• [REQUIRED ACTION]
Work out how many lines of the listing hold "adjacency", then state only that count.

• [DATA SUPPLIED]
* * * * *

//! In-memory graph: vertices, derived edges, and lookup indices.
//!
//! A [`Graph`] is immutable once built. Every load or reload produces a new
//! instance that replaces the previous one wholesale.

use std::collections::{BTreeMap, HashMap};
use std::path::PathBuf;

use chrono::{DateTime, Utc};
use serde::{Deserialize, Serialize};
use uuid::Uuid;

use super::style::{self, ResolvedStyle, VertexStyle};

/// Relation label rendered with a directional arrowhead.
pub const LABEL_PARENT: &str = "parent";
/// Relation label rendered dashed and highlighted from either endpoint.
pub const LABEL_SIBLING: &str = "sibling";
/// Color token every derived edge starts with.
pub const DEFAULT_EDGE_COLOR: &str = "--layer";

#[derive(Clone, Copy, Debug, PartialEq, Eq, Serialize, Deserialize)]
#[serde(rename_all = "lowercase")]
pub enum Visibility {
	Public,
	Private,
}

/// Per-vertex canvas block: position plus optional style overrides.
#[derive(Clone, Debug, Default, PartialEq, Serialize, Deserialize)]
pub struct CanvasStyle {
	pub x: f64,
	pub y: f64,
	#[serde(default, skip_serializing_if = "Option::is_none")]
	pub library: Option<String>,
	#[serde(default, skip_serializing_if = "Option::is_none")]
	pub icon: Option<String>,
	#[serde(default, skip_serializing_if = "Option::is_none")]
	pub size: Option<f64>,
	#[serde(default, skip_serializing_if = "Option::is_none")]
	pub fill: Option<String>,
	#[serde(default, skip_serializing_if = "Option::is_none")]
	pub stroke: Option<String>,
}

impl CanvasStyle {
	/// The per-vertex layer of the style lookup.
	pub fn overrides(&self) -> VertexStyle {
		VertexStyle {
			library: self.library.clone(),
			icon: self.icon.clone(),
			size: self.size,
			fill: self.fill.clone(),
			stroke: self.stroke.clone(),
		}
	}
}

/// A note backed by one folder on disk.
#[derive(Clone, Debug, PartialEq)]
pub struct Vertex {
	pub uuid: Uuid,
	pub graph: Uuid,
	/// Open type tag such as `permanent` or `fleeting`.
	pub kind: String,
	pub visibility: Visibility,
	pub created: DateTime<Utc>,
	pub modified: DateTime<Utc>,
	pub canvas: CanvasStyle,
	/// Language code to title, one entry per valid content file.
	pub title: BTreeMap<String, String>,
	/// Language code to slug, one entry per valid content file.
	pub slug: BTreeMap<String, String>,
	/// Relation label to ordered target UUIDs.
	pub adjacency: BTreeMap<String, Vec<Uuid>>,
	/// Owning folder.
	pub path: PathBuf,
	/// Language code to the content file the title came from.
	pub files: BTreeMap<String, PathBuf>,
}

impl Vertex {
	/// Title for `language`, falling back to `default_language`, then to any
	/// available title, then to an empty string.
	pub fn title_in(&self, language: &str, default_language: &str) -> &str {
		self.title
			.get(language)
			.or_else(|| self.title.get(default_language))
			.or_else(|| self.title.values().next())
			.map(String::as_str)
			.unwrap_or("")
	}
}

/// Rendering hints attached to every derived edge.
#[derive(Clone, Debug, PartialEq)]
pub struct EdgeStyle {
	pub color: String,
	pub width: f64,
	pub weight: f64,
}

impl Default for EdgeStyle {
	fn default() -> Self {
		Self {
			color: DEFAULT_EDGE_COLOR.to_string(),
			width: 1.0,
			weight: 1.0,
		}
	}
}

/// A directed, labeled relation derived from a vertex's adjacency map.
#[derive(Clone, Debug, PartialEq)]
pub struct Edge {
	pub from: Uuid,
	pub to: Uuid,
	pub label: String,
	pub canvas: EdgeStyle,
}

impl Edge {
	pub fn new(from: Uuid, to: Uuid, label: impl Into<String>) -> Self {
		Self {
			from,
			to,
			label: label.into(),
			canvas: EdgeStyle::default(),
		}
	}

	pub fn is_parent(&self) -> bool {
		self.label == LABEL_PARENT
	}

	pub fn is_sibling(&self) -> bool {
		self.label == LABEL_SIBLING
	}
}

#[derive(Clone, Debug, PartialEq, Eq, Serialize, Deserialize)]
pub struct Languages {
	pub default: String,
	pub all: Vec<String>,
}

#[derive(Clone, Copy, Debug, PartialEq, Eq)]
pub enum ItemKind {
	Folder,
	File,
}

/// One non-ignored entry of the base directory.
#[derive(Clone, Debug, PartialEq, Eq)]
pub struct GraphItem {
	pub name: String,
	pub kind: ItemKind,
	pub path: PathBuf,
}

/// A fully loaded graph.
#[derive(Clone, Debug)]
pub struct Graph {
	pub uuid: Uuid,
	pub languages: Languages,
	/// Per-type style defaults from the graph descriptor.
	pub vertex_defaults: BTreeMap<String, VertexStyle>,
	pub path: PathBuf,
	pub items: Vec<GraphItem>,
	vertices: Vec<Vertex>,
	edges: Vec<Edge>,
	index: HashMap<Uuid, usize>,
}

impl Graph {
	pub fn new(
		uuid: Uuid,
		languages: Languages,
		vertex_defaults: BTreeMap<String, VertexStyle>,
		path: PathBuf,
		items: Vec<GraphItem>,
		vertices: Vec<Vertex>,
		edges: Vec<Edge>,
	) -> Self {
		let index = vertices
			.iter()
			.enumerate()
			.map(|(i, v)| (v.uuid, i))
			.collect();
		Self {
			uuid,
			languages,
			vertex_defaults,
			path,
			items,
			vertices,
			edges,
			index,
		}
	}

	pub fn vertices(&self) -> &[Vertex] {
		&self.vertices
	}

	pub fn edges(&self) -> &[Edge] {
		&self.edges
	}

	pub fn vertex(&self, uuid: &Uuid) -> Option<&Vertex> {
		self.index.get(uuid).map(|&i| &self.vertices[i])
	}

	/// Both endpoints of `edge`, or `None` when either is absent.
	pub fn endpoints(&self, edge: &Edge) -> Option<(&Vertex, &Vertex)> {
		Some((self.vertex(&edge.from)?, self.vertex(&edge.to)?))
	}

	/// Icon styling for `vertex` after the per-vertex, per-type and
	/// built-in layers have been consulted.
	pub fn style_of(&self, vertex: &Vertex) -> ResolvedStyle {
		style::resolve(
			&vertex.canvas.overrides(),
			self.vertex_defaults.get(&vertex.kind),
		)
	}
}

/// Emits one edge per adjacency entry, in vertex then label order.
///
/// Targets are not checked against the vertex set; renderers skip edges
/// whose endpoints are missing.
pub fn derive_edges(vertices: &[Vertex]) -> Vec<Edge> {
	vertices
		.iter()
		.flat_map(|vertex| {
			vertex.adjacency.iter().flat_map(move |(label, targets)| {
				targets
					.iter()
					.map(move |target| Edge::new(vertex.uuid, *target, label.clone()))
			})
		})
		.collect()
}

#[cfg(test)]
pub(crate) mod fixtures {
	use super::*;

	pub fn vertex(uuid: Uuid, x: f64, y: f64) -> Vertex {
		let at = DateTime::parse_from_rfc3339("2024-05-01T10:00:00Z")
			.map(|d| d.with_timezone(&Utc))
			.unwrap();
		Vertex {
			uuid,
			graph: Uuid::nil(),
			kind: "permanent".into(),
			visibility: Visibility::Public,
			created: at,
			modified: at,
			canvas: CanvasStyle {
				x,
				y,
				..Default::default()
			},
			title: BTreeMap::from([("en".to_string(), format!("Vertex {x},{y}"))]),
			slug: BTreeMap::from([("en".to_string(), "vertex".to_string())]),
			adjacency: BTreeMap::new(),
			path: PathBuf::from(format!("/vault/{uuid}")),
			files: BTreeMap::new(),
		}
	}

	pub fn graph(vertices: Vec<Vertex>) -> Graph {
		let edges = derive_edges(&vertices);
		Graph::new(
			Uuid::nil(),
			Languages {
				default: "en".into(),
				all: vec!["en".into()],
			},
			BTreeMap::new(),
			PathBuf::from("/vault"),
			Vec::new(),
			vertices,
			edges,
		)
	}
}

* * * * *

• [RESPONSE]
5